Un estudio muestra que en la mayoría de los primates no hay un sexo dominante claro; machos y hembras compiten en igualdad.

En biología, el concepto de «dominancia» se refiere a la capacidad de un individuo para imponerse sobre otros en interacciones sociales, especialmente en contextos de acceso a recursos, pareja o territorio. En los primates, el grupo que incluye simios, monos y a nosotros, los humanos, tradicionalmente se pensaba que los machos eran los dominantes por ser más grandes o agresivos.

Pero un estudio reciente publicado en la revista PNAS ha sacudido las ideas preconcebidas sobre quién manda en el mundo de los primates. Investigadores del Centro Alemán de Primatología y la Universidad de Montpellier han analizado más de 250 estudios sobre 100 especies distintas de primates para entender cómo se reparte la dominancia entre machos y hembras. El resultado: la dominancia masculina clara es bastante rara. En la mayoría de los casos, no hay un sexo dominante fijo, y las luchas por el poder pueden terminar con victoria para cualquiera de los dos bandos.

La primera autora del estudio, Élise Huchard, explica que los machos primates suelen recurrir a la fuerza física y la coerción para imponerse, mientras que las hembras usan estrategias más sutiles, especialmente reproductivas, como decidir cuándo y con quién aparearse. “El empoderamiento femenino depende de vías alternativas”, señala Huchard, especialista en comportamiento de mamíferos.

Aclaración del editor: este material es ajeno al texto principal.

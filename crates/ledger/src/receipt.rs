//! Receipt (voucher): one seat rendered as a formal accounting document.
//!
//! Line items are grouped main account → sub-account → auxiliary, reusing the
//! same prefix grouper as the other reports. Comma-split description segments
//! supply the display labels; none of that affects monetary figures.

use rust_decimal::Decimal;

use auditbook_projects::Seat;

use crate::group::{Granularity, group_by_prefix, postings};

/// Printable voucher for one seat.
#[derive(Debug, Clone, PartialEq, Eq)]
pub struct Receipt {
    /// Voucher number: first five characters of the seat id, uppercased.
    pub number: String,
    pub day: String,
    pub month: String,
    pub year: String,
    pub description: String,
    /// Main-account groups in insertion order.
    pub groups: Vec<ReceiptGroup>,
    /// Raw totals over every line of the seat, blank codes included.
    pub total_debit: Decimal,
    pub total_credit: Decimal,
    pub balanced: bool,
}

/// One 4-digit main account on the voucher.
#[derive(Debug, Clone, PartialEq, Eq)]
pub struct ReceiptGroup {
    pub code: String,
    /// First comma segment of the group's first line description.
    pub label: String,
    /// Raw (unfolded) sums over the group's lines.
    pub total_debit: Decimal,
    pub total_credit: Decimal,
    pub sub_accounts: Vec<ReceiptSubAccount>,
}

/// One 6-digit sub-account nested under a main account.
#[derive(Debug, Clone, PartialEq, Eq)]
pub struct ReceiptSubAccount {
    pub code: String,
    /// Second comma segment of the sub-account's first line description.
    pub label: String,
    pub lines: Vec<ReceiptLine>,
}

/// One auxiliary line under a sub-account.
#[derive(Debug, Clone, PartialEq, Eq)]
pub struct ReceiptLine {
    /// Full code segment of the line's account.
    pub code: String,
    /// Third comma segment of the line description, falling back to the
    /// account's display name.
    pub label: String,
    /// The "parciales" column: the debit when nonzero, otherwise the credit.
    pub partial: Decimal,
}

/// Comma-split description segments, trimmed; empty input yields none.
pub fn description_parts(description: &str) -> Vec<&str> {
    if description.is_empty() {
        return Vec::new();
    }
    description.split(',').map(str::trim).collect()
}

fn part(description: &str, idx: usize) -> &str {
    description_parts(description).get(idx).copied().unwrap_or("")
}

/// Build the voucher for one seat.
pub fn receipt(seat: &Seat) -> Receipt {
    let groups = group_by_prefix(postings(std::slice::from_ref(seat)), Granularity::Main)
        .iter()
        .map(|main| {
            let mut total_debit = Decimal::ZERO;
            let mut total_credit = Decimal::ZERO;
            for posting in &main.postings {
                total_debit += posting.line.debit;
                total_credit += posting.line.credit;
            }

            let first_description = main
                .postings
                .first()
                .map(|p| p.line.description.as_str())
                .unwrap_or("");

            let sub_accounts = group_by_prefix(main.postings.iter().copied(), Granularity::Sub)
                .iter()
                .map(|sub| {
                    let sub_description = sub
                        .postings
                        .first()
                        .map(|p| p.line.description.as_str())
                        .unwrap_or("");

                    ReceiptSubAccount {
                        code: sub.code.clone(),
                        label: part(sub_description, 1).to_string(),
                        lines: sub
                            .postings
                            .iter()
                            .map(|posting| {
                                let third = part(&posting.line.description, 2);
                                let label = if third.is_empty() {
                                    posting.line.account_code.display_name()
                                } else {
                                    third
                                };
                                let partial = if posting.line.debit != Decimal::ZERO {
                                    posting.line.debit
                                } else {
                                    posting.line.credit
                                };

                                ReceiptLine {
                                    code: posting.line.account_code.code().to_string(),
                                    label: label.to_string(),
                                    partial,
                                }
                            })
                            .collect(),
                    }
                })
                .collect();

            ReceiptGroup {
                code: main.code.clone(),
                label: part(first_description, 0).to_string(),
                total_debit,
                total_credit,
                sub_accounts,
            }
        })
        .collect();

    let (year, month, day) = split_date(&seat.date);
    let totals = seat.totals();

    Receipt {
        number: seat
            .id
            .to_string()
            .chars()
            .take(5)
            .collect::<String>()
            .to_uppercase(),
        day,
        month,
        year,
        description: seat.description.clone(),
        groups,
        total_debit: totals.total_debit,
        total_credit: totals.total_credit,
        balanced: totals.balanced(),
    }
}

fn split_date(date: &str) -> (String, String, String) {
    let mut parts = date.splitn(3, '-');
    let year = parts.next().unwrap_or("").to_string();
    let month = parts.next().unwrap_or("").to_string();
    let day = parts.next().unwrap_or("").to_string();
    (year, month, day)
}

#[cfg(test)]
mod tests {
    use super::*;
    use auditbook_core::ProjectId;
    use auditbook_projects::LineItem;

    fn dec(s: &str) -> Decimal {
        s.parse().unwrap()
    }

    fn sale_seat() -> Seat {
        let mut seat = Seat::new(ProjectId::from_millis(1));
        seat.date = "2024-04-09".to_string();
        seat.description = "Venta de contado".to_string();
        seat.line_items = vec![
            LineItem::new("110505-Caja General", dec("600"), Decimal::ZERO)
                .with_description("Disponible, Caja, Caja General"),
            LineItem::new("110510-Caja Menor", dec("400"), Decimal::ZERO)
                .with_description("Disponible, Caja, Caja Menor"),
            LineItem::new("413505-Ventas", Decimal::ZERO, dec("1000"))
                .with_description("Ingresos, Comercio"),
        ];
        seat
    }

    #[test]
    fn nests_main_then_sub_then_auxiliaries() {
        let receipt = receipt(&sale_seat());

        assert_eq!(receipt.groups.len(), 2);
        let caja = &receipt.groups[0];
        assert_eq!(caja.code, "1105");
        assert_eq!(caja.sub_accounts.len(), 2);
        assert_eq!(caja.sub_accounts[0].code, "110505");
        assert_eq!(caja.sub_accounts[1].code, "110510");
        assert_eq!(caja.sub_accounts[0].lines.len(), 1);

        let ventas = &receipt.groups[1];
        assert_eq!(ventas.code, "4135");
        assert_eq!(ventas.sub_accounts[0].code, "413505");
    }

    #[test]
    fn group_totals_are_raw_sums_not_folded() {
        let receipt = receipt(&sale_seat());
        let caja = &receipt.groups[0];
        assert_eq!(caja.total_debit, dec("1000"));
        assert_eq!(caja.total_credit, Decimal::ZERO);
    }

    #[test]
    fn labels_come_from_comma_segments_with_name_fallback() {
        let receipt = receipt(&sale_seat());
        let caja = &receipt.groups[0];
        assert_eq!(caja.label, "Disponible");
        assert_eq!(caja.sub_accounts[0].label, "Caja");
        assert_eq!(caja.sub_accounts[0].lines[0].label, "Caja General");

        // Two-segment description: the auxiliary falls back to the account name.
        let ventas = &receipt.groups[1];
        assert_eq!(ventas.sub_accounts[0].lines[0].label, "Ventas");
    }

    #[test]
    fn partial_prefers_debit_then_credit() {
        let receipt = receipt(&sale_seat());
        assert_eq!(receipt.groups[0].sub_accounts[0].lines[0].partial, dec("600"));
        assert_eq!(receipt.groups[1].sub_accounts[0].lines[0].partial, dec("1000"));
    }

    #[test]
    fn header_carries_voucher_number_date_parts_and_totals() {
        let seat = sale_seat();
        let receipt = receipt(&seat);

        assert_eq!(receipt.number.len(), 5);
        assert_eq!(receipt.number, receipt.number.to_uppercase());
        assert_eq!(
            (receipt.year.as_str(), receipt.month.as_str(), receipt.day.as_str()),
            ("2024", "04", "09")
        );
        assert_eq!(receipt.total_debit, dec("1000"));
        assert_eq!(receipt.total_credit, dec("1000"));
        assert!(receipt.balanced);
    }

    #[test]
    fn missing_date_yields_empty_parts() {
        let mut seat = sale_seat();
        seat.date = String::new();
        let receipt = receipt(&seat);
        assert_eq!(receipt.month, "");
        assert_eq!(receipt.day, "");
    }

    #[test]
    fn description_parts_trim_and_handle_empty() {
        assert_eq!(description_parts("a, b ,c"), vec!["a", "b", "c"]);
        assert!(description_parts("").is_empty());
    }

    #[test]
    fn undescribed_lines_leave_labels_empty() {
        let mut seat = sale_seat();
        for line in &mut seat.line_items {
            line.description = String::new();
        }

        let voucher = receipt(&seat);
        let caja = &voucher.groups[0];
        assert_eq!(caja.label, "");
        assert_eq!(caja.sub_accounts[0].label, "");
        // With no third segment the auxiliary falls back to the account name.
        assert_eq!(caja.sub_accounts[0].lines[0].label, "Caja General");
    }
}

El análisis, que revisó datos de 253 estudios y evaluó enfrentamientos entre sexos en 151 poblaciones de 84 especies, reveló que las peleas entre machos y hembras representan aproximadamente la mitad de todos los conflictos observados. Sin embargo, la mayoría no tuvo un resultado predecible. En 25 poblaciones de 16 especies los machos ganaban siempre, mientras que en 20 poblaciones de otras 16 especies las hembras eran las vencedoras constantes. Pero en el resto —106 poblaciones de 69 especies— el panorama era más matizado, con inclinaciones suaves hacia un sexo u otro.

Además, el tipo de dominancia puede cambiar dentro de una misma especie. Las hembras de bonobo, por ejemplo, ganaban entre el 48 % y el 79 % de sus disputas, dependiendo del grupo observado. En los monos patas (Erythrocebus patas), ese rango iba del 0 % al 61 %. Incluso dentro de la misma especie, como los talapoins angoleños (Miopithecus talapoin), los investigadores vieron poblaciones con dominancia masculina, femenina o sin un patrón claro.

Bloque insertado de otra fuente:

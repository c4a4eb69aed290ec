//! Value object trait: equality by value, not identity.

/// Marker trait for immutable domain values compared by their attributes.
///
/// Two value objects with the same attribute values are the same value; there
/// is no identity to track across changes. "Modifying" one means constructing
/// a new one.
///
/// Example: an account code `1105-Caja` is a value object — any two line items
/// carrying that code refer to the same account. A `Project` is an entity: two
/// projects with identical fields but different ids are distinct.
pub trait ValueObject: Clone + PartialEq + core::fmt::Debug {}
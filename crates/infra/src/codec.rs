//! Project file import/export.
//!
//! One project per file, pretty-printed JSON in the original export shape
//! (`companyName`, `auditorName`, seats' line items under `details`), so
//! files exported elsewhere import here unchanged.

use thiserror::Error;

use auditbook_projects::Project;

#[derive(Debug, Error)]
pub enum CodecError {
    #[error("failed to parse project file: {0}")]
    Parse(#[from] serde_json::Error),
}

/// Serialize one project to a pretty-printed JSON document.
pub fn export_project(project: &Project) -> Result<String, CodecError> {
    Ok(serde_json::to_string_pretty(project)?)
}

/// Parse one project from a JSON document.
///
/// Malformed files surface as a single [`CodecError`]; debit/credit cells the
/// file got wrong come back as zero rather than failing the whole import.
pub fn import_project(json: &str) -> Result<Project, CodecError> {
    let project = serde_json::from_str(json)?;
    Ok(project)
}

Uno de los hallazgos más interesantes fue que el entorno y el estilo de vida influían significativamente en la dominancia. En las especies arborícolas (que viven en los árboles) y monógamas, donde las hembras pueden alejarse fácilmente de los machos, ellas tienden a tener más control reproductivo y, por tanto, más poder. Esto también protege mejor a sus crías en gestación. En cambio, en especies terrestres donde los machos son más grandes y viven con varias hembras, el dominio masculino es más frecuente.

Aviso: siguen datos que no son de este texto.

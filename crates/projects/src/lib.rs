//! Audit project data model.
//!
//! Projects own an ordered list of seats (journal entries); each seat carries
//! line items posting debits and credits against hierarchical account codes.
//! Pure data + serde; aggregation lives in `auditbook-ledger`, persistence in
//! `auditbook-infra`.

pub mod account;
pub mod amount;
pub mod project;
pub mod seat;

pub use account::AccountCode;
pub use project::Project;
pub use seat::{LineItem, Seat, SeatTotals};
//! Infrastructure: project persistence and import/export.
//!
//! The ledger engine never touches this layer; it receives a snapshot of
//! seats from the caller. Stores implement [`ProjectStore`] so the engine and
//! its tests depend on an injected interface rather than shared global state.

pub mod codec;
pub mod project_store;

pub use codec::{CodecError, export_project, import_project};
pub use project_store::{InMemoryProjectStore, ProjectStore, ProjectStoreError};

Peter Kappeler, coautor del estudio, destaca que “la visión tradicional de la dominancia masculina como la norma ha sido cuestionada en los últimos años”, y que este trabajo aporta una imagen más completa de la complejidad de las relaciones entre sexos en los primates.

Los ejemplos de dominancia femenina no son raros fuera del laboratorio. En la naturaleza, muchas hembras son líderes natas. Las orcas (Orcinus orca) viven en sociedades matriarcales donde las madres mayores dirigen el grupo. En las suricatas (Suricata suricatta), las hembras alfa pueden ser especialmente agresivas y dominan a los machos sin problemas. Entre los primates, las hembras de bonobo y los lémures de cola anillada (Lemur catta) también mandan con frecuencia.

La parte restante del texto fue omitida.